The primary objective is to analyze the safety and efficacy of CD133+ cells, obtained from peripheral blood in the treatment of diabetic patients with critic ischemia in lower limbs.

The secondary objectives are:

• To determine the safety of the intramuscular administration of CD133+ cells that have been mobilized from peripheral blood.
• To determine the CD133+ capacity to increase the re-vascularization at lower limbs in diabetic patients with critic ischemia in the lower limbs.
• To evaluate the patient global health condition using the notified results of the SF-36 questionnaires completed by patients

Study Overview

• Status: Terminated
• Conditions: Diabetic Patients With Critic Ischemia in Lower Limbs Who Are Administered With CD133+ Cells Mobilized by G-CSF
• Intervention / Treatment: Biological: CD133+ cells transplant

Detailed Description

A total of up to 20 diabetic patients with critic ischemia of lower limbs will be included in the study. Patients will be administered with CD133+ cells, that previously have been obtained of their peripheral blood after mobilization with G-CSF

The study is divided in three phases:

Pre-treatment (previous 4 weeks of CD133+ cells mobilization). Treatment (cells mobilization, CD133+ transplant, 24 hours after infusion visit, 4, 12 and 24 weeks after transplant visits) Follow-up (9 and 12 months after transplant visits)
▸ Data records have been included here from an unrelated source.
use std::sync::Arc;
use std::time::{Duration, Instant};

use metrics::{counter, histogram};
use rand::Rng;
use tokio::sync::mpsc;
use tokio::time::sleep;
use tracing::{debug, error, info, warn};

use crate::builder::build_record;
use crate::concurrency::shutdown::ShutdownRx;
use crate::error::{ErrorKind, EtlResult};
use crate::etl_error;
use crate::metrics::{
    SQLTOJSON_BUILD_DURATION_SECONDS, SQLTOJSON_BUILD_RETRIES_TOTAL, WORKER_TYPE_LABEL,
};
use crate::schema::{SchemaId, SchemaTree};
use crate::source::Source;
use crate::types::Record;

/// One root row waiting to be built with the schema node it belongs to.
///
/// Only root rows are queued; their nested levels are built inside the worker that pops them.
#[derive(Debug, Clone)]
pub struct BuildTask {
    pub schema: SchemaId,
    pub record: Record,
}

/// Retry and pacing settings shared by every build worker.
#[derive(Debug, Clone, Copy)]
pub struct BuildWorkerConfig {
    /// Attempts allowed per root record; exhausting them fails the export.
    pub max_retries: u32,
    /// Pause between two attempts of the same record.
    pub retry_delay: Duration,
    /// Upper bound of the random pause taken before each build.
    pub max_jitter: Duration,
}

/// Outcome of building one task.
enum BuildOutcome {
    Built { record: Record, duration: Duration },
    Cancelled,
}

/// Pops root rows from the task queue, builds them, and forwards the results.
pub struct BuildWorker<S> {
    config: BuildWorkerConfig,
    source: Arc<S>,
    tree: Arc<SchemaTree>,
    queue_rx: async_channel::Receiver<BuildTask>,
    output_tx: mpsc::Sender<Record>,
    stats_tx: mpsc::Sender<Duration>,
    shutdown_rx: ShutdownRx,
}

impl<S> BuildWorker<S>
where
    S: Source + Send + Sync + 'static,
{
    pub fn new(
        config: BuildWorkerConfig,
        source: Arc<S>,
        tree: Arc<SchemaTree>,
        queue_rx: async_channel::Receiver<BuildTask>,
        output_tx: mpsc::Sender<Record>,
        stats_tx: mpsc::Sender<Duration>,
        shutdown_rx: ShutdownRx,
    ) -> Self {
        Self {
            config,
            source,
            tree,
            queue_rx,
            output_tx,
            stats_tx,
            shutdown_rx,
        }
    }

    /// Runs until the queue is closed and drained, or shutdown is requested.
    ///
    /// Fails only when a record exhausts its build attempts.
    pub async fn run(mut self) -> EtlResult<()> {
        debug!("build worker started");

        loop {
            let task = tokio::select! {
                biased;

                _ = self.shutdown_rx.wait_for_shutdown() => {
                    info!("shutdown requested, stopping build worker");
                    return Ok(());
                }
                task = self.queue_rx.recv() => match task {
                    Ok(task) => task,
                    Err(_) => {
                        debug!("task queue closed and drained, stopping build worker");
                        return Ok(());
                    }
                }
            };

            self.jitter().await;

            let (record, duration) = match self.build_with_retry(&task).await? {
                BuildOutcome::Built { record, duration } => (record, duration),
                BuildOutcome::Cancelled => {
                    info!("shutdown requested while retrying, stopping build worker");
                    return Ok(());
                }
            };

            histogram!(SQLTOJSON_BUILD_DURATION_SECONDS, WORKER_TYPE_LABEL => "build")
                .record(duration.as_secs_f64());

            tokio::select! {
                biased;

                _ = self.shutdown_rx.wait_for_shutdown() => {
                    info!("shutdown requested, dropping built record");
                    return Ok(());
                }
                result = self.output_tx.send(record) => {
                    if result.is_err() {
                        warn!("output channel closed, stopping build worker");
                        return Ok(());
                    }
                }
            }

            tokio::select! {
                biased;

                _ = self.shutdown_rx.wait_for_shutdown() => {
                    info!("shutdown requested, dropping build sample");
                    return Ok(());
                }
                result = self.stats_tx.send(duration) => {
                    if result.is_err() {
                        debug!("stats channel closed, build sample dropped");
                    }
                }
            }
        }
    }

    /// Desynchronizes workers so that they do not hit the source database in lockstep.
    async fn jitter(&self) {
        let max_jitter_ms = self.config.max_jitter.as_millis() as u64;
        if max_jitter_ms == 0 {
            return;
        }

        let jitter_ms = rand::thread_rng().gen_range(0..=max_jitter_ms);
        sleep(Duration::from_millis(jitter_ms)).await;
    }

    /// Builds `task`, starting over from the original row after each failure.
    async fn build_with_retry(&mut self, task: &BuildTask) -> EtlResult<BuildOutcome> {
        let mut attempt = 0;

        loop {
            attempt += 1;

            let mut record = task.record.clone();
            let started = Instant::now();

            let err = match build_record(&*self.source, &self.tree, task.schema, &mut record).await
            {
                Ok(()) => {
                    return Ok(BuildOutcome::Built {
                        record,
                        duration: started.elapsed(),
                    });
                }
                Err(err) => err,
            };

            if attempt >= self.config.max_retries {
                error!(
                    attempt,
                    max_retries = self.config.max_retries,
                    error = %err,
                    "build attempts exhausted"
                );

                return Err(etl_error!(
                    ErrorKind::BuildRetriesExhausted,
                    "Reached the maximum number of build attempts",
                    format!("gave up after {attempt} attempts: {err}"),
                    source: err
                ));
            }

            counter!(SQLTOJSON_BUILD_RETRIES_TOTAL, WORKER_TYPE_LABEL => "build").increment(1);
            warn!(
                attempt,
                max_retries = self.config.max_retries,
                retry_delay_ms = self.config.retry_delay.as_millis() as u64,
                error = %err,
                "failed to build record, retrying"
            );

            tokio::select! {
                biased;

                _ = self.shutdown_rx.wait_for_shutdown() => return Ok(BuildOutcome::Cancelled),
                _ = sleep(self.config.retry_delay) => {}
            }
        }
    }
}

#[cfg(test)]
mod tests {
    use sqltojson_config::shared::SchemaConfig;

    use super::*;
    use crate::concurrency::shutdown::create_shutdown_channel;
    use crate::source::memory::MemorySource;
    use crate::types::Value;

    const PATIENTS: &str = "select * from patient";
    const VISITS: &str = "select * from visit where patient_id = :id";

    fn tree() -> Arc<SchemaTree> {
        let visits = SchemaConfig {
            doc_type: "visit".to_string(),
            sql: VISITS.to_string(),
            ..Default::default()
        };

        let mut patient = SchemaConfig {
            doc_type: "patient".to_string(),
            key: vec!["id".to_string()],
            sql: PATIENTS.to_string(),
            ..Default::default()
        };
        patient.nested.insert("visits".to_string(), visits);

        Arc::new(SchemaTree::from_config(&patient).unwrap())
    }

    async fn source() -> MemorySource {
        let source = MemorySource::new();
        source
            .add_resolver(VISITS, |params| {
                let id = params.get("id").cloned().unwrap_or(Value::Null);
                vec![[("patient_id", id)].into_iter().collect()]
            })
            .await;
        source
    }

    struct WorkerRun {
        result: EtlResult<()>,
        records: Vec<Record>,
        samples: Vec<Duration>,
    }

    /// Runs one worker over `roots` queued patients until the queue is drained.
    async fn run_worker(source: MemorySource, roots: i32, max_retries: u32) -> WorkerRun {
        let tree = tree();
        let capacity = roots as usize;

        let (queue_tx, queue_rx) = async_channel::bounded(capacity);
        for id in 1..=roots {
            let record: Record = [("id", Value::I32(id))].into_iter().collect();
            queue_tx
                .send(BuildTask {
                    schema: tree.root(),
                    record,
                })
                .await
                .unwrap();
        }
        queue_tx.close();

        let (output_tx, mut output_rx) = mpsc::channel(capacity);
        let (stats_tx, mut stats_rx) = mpsc::channel(capacity);
        let (shutdown_tx, shutdown_rx) = create_shutdown_channel();

        let worker = BuildWorker::new(
            BuildWorkerConfig {
                max_retries,
                retry_delay: Duration::from_millis(1),
                max_jitter: Duration::ZERO,
            },
            Arc::new(source),
            tree,
            queue_rx,
            output_tx,
            stats_tx,
            shutdown_rx,
        );
        let result = worker.run().await;
        drop(shutdown_tx);

        let mut records = Vec::new();
        while let Some(record) = output_rx.recv().await {
            records.push(record);
        }
        let mut samples = Vec::new();
        while let Some(sample) = stats_rx.recv().await {
            samples.push(sample);
        }

        WorkerRun {
            result,
            records,
            samples,
        }
    }

    #[tokio::test]
    async fn retried_build_emits_one_record_and_one_sample() {
        let source = source().await;
        source.fail_next(VISITS, 2).await;

        let run = run_worker(source.clone(), 1, 3).await;

        assert!(run.result.is_ok());
        assert_eq!(run.records.len(), 1);
        assert_eq!(run.samples.len(), 1);
        assert_eq!(source.executions(VISITS).await, 3);

        let Some(Value::Nested(visits)) = run.records[0].get("visits") else {
            panic!("visits were not attached");
        };
        assert_eq!(visits.len(), 1);
    }

    #[tokio::test]
    async fn every_root_yields_one_sample() {
        let source = source().await;
        source.fail_next(VISITS, 1).await;

        let run = run_worker(source, 4, 2).await;

        assert!(run.result.is_ok());
        assert_eq!(run.records.len(), 4);
        assert_eq!(run.samples.len(), 4);
    }

    #[tokio::test]
    async fn exhausted_build_emits_nothing() {
        let source = source().await;
        source.fail_next(VISITS, 100).await;

        let run = run_worker(source.clone(), 1, 2).await;

        let err = run.result.unwrap_err();
        assert_eq!(err.kind(), ErrorKind::BuildRetriesExhausted);
        assert!(run.records.is_empty());
        assert!(run.samples.is_empty());
        assert_eq!(source.executions(VISITS).await, 2);
    }
}
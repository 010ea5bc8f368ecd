use std::sync::Arc;

use futures::StreamExt;
use metrics::counter;
use tracing::{Instrument, debug, info, warn};

use crate::concurrency::shutdown::ShutdownRx;
use crate::error::{ErrorKind, EtlResult};
use crate::metrics::{SQLTOJSON_ROW_SCAN_FAILURES_TOTAL, WORKER_TYPE_LABEL};
use crate::schema::SchemaTree;
use crate::source::Source;
use crate::workers::base::{WorkerHandle, WorkerType};
use crate::workers::build::BuildTask;

/// Executes the root query once and queues one [`BuildTask`] per row.
///
/// Rows that fail to decode are skipped. The queue is closed when the reader exits, whatever the
/// reason, so that build workers drain it and stop.
pub struct SourceReader<S> {
    source: Arc<S>,
    tree: Arc<SchemaTree>,
    queue_tx: async_channel::Sender<BuildTask>,
    shutdown_rx: ShutdownRx,
}

impl<S> SourceReader<S>
where
    S: Source + Send + Sync + 'static,
{
    pub fn new(
        source: Arc<S>,
        tree: Arc<SchemaTree>,
        queue_tx: async_channel::Sender<BuildTask>,
        shutdown_rx: ShutdownRx,
    ) -> Self {
        Self {
            source,
            tree,
            queue_tx,
            shutdown_rx,
        }
    }

    /// Spawns the reader. The handle resolves to the number of queued tasks.
    pub fn start(self) -> WorkerHandle<u64> {
        let span = tracing::info_span!("source_reader", source = S::name());
        let handle = tokio::spawn(self.run().instrument(span));

        WorkerHandle::new(WorkerType::Reader, handle)
    }

    async fn run(self) -> EtlResult<u64> {
        let Self {
            source,
            tree,
            queue_tx,
            mut shutdown_rx,
        } = self;

        let root = tree.root();
        let node = tree.node(root);
        info!(schema = node.doc_type(), "fetching root objects");

        let mut rows = source.stream_rows(node.query());
        let mut queued: u64 = 0;

        let result = loop {
            let item = tokio::select! {
                biased;

                _ = shutdown_rx.wait_for_shutdown() => {
                    info!("shutdown requested, stopping source reader");
                    break Ok(());
                }
                item = rows.next() => item,
            };

            let record = match item {
                Some(Ok(record)) => record,
                Some(Err(err)) if err.kind() == ErrorKind::ConversionError => {
                    counter!(SQLTOJSON_ROW_SCAN_FAILURES_TOTAL, WORKER_TYPE_LABEL => "reader")
                        .increment(1);
                    warn!(error = %err, "failed to scan root row, skipping it");
                    continue;
                }
                Some(Err(err)) => break Err(err),
                None => break Ok(()),
            };

            let task = BuildTask {
                schema: root,
                record,
            };

            tokio::select! {
                biased;

                _ = shutdown_rx.wait_for_shutdown() => {
                    info!("shutdown requested, stopping source reader");
                    break Ok(());
                }
                sent = queue_tx.send(task) => {
                    if sent.is_err() {
                        debug!("task queue closed, stopping source reader");
                        break Ok(());
                    }
                    queued += 1;
                }
            }
        };

        queue_tx.close();
        drop(rows);

        info!(queued, "queued root objects");

        result.map(|()| queued)
    }
}
use std::collections::BTreeMap;

use serde::Serialize;

use crate::error::EtlResult;
use crate::types::FieldType;

/// Snapshot of the inferred type of one field.
///
/// Nested fields carry the properties inferred for the rows embedded under them.
#[derive(Debug, Clone, PartialEq, Eq, Serialize)]
pub struct Mapping {
    #[serde(rename = "type")]
    pub field_type: FieldType,
    #[serde(skip_serializing_if = "BTreeMap::is_empty")]
    pub properties: BTreeMap<String, Mapping>,
}

impl Mapping {
    /// Creates a mapping for a scalar field.
    pub fn leaf(field_type: FieldType) -> Self {
        Self {
            field_type,
            properties: BTreeMap::new(),
        }
    }

    /// Creates a mapping for a nested field with the given properties.
    pub fn nested(properties: BTreeMap<String, Mapping>) -> Self {
        Self {
            field_type: FieldType::Nested,
            properties,
        }
    }
}

/// The index mapping document written once an export completes.
///
/// Renders as `{"mappings": {<type>: {"properties": {...}}}}`.
#[derive(Debug, Clone, PartialEq, Eq)]
pub struct IndexMapping {
    doc_type: String,
    properties: BTreeMap<String, Mapping>,
}

#[derive(Serialize)]
struct TypeMapping<'a> {
    properties: &'a BTreeMap<String, Mapping>,
}

#[derive(Serialize)]
struct MappingsDocument<'a> {
    mappings: BTreeMap<&'a str, TypeMapping<'a>>,
}

impl IndexMapping {
    pub fn new(doc_type: impl Into<String>, properties: BTreeMap<String, Mapping>) -> Self {
        Self {
            doc_type: doc_type.into(),
            properties,
        }
    }

    pub fn doc_type(&self) -> &str {
        &self.doc_type
    }

    pub fn properties(&self) -> &BTreeMap<String, Mapping> {
        &self.properties
    }

    /// Returns the JSON value of the mapping document.
    pub fn to_json(&self) -> EtlResult<serde_json::Value> {
        Ok(serde_json::to_value(self.document())?)
    }

    /// Returns the pretty-printed mapping document.
    pub fn to_json_pretty(&self) -> EtlResult<String> {
        Ok(serde_json::to_string_pretty(&self.document())?)
    }

    fn document(&self) -> MappingsDocument<'_> {
        let mut mappings = BTreeMap::new();
        mappings.insert(
            self.doc_type.as_str(),
            TypeMapping {
                properties: &self.properties,
            },
        );

        MappingsDocument { mappings }
    }
}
• Study Type: Interventional
• Enrollment (Actual): 13
• Phase: Phase 2; Phase 1

Contacts and Locations

Study Locations

• Spain
  • Murcia, Spain
    • Hospital Virgen de la Arrixaca
  • Pamplona, Spain
    • Clinica Universitaria de Navarra
  • Salamanca, Spain
    • Hospital Clínico Universitario
  • Tarragona, Spain
    • Hospital Joan XIII de
  • Valladolid, Spain
    • Hospital Clínico Universitario

Participation Criteria

Eligibility Criteria

• Ages Eligible for Study: 18 years to 75 years (Adult, Older Adult)
• Accepts Healthy Volunteers: No
• Genders Eligible for Study: All

Description

Inclusion Criteria:

• According to the investigator opinion, patient is able to carry out with all the clinical trial requirements
• Patient must volunteer sign the inform consent before any study specific test, that is not part of the common patient attention, is performed. Patient must know that he/she can abandon the study at any time with no damage to his/her posterior attention
• Age 18 to 75
• A diagnosis of chronic critic ischemia of the lower limbs
• Diabetes Mellitus active
• III or IV stages (Fontaine classification): resting pain, ulcer or minor gangrene with no major amputation
• General contraindication or local inoperability or refractory/progression after previous surgical treatment, according to the investigator criteria
• If female reproductive potential, negative pregnancy test

Exclusion Criteria:

• Pregnant or currently breast feeding women
• Acute myocardial infarction within the last 3 years
• Non re-vascular unstable angina pectoris
• History of ischemia stroke within the last 3 years
• Neoplasia at the time of inclusion or Chemotherapy or Radiotherapy treatment in the last 5 years
• Chronic renal insufficiency
• G-CSF contraindication
• A non well controlled serious concomitant disease
• History of serious thrombotic episodes within the past 3 years
• Patients who have received other investigational therapy within 30 days previous to the study inclusion
• Patients currently in other clinical trial or receiving any other investigational agent

Study Plan

How is the study designed?

Design Details

• Primary Purpose: Treatment
• Allocation: Non-Randomized
• Interventional Model: Single Group Assignment
• Masking: None (Open Label)

Number of Arms

1

Arms and Interventions

Participant Group / Arm	Intervention / Treatment
Experimental: CD133+ cells; CD133+ cells, obtained from peripheral blood in the treatment of diabetic patients with critic ischemia in lower limbs.	Biological: CD133+ cells transplant; intramuscular administration of CD133+ cells that have been mobilized from peripheral blood.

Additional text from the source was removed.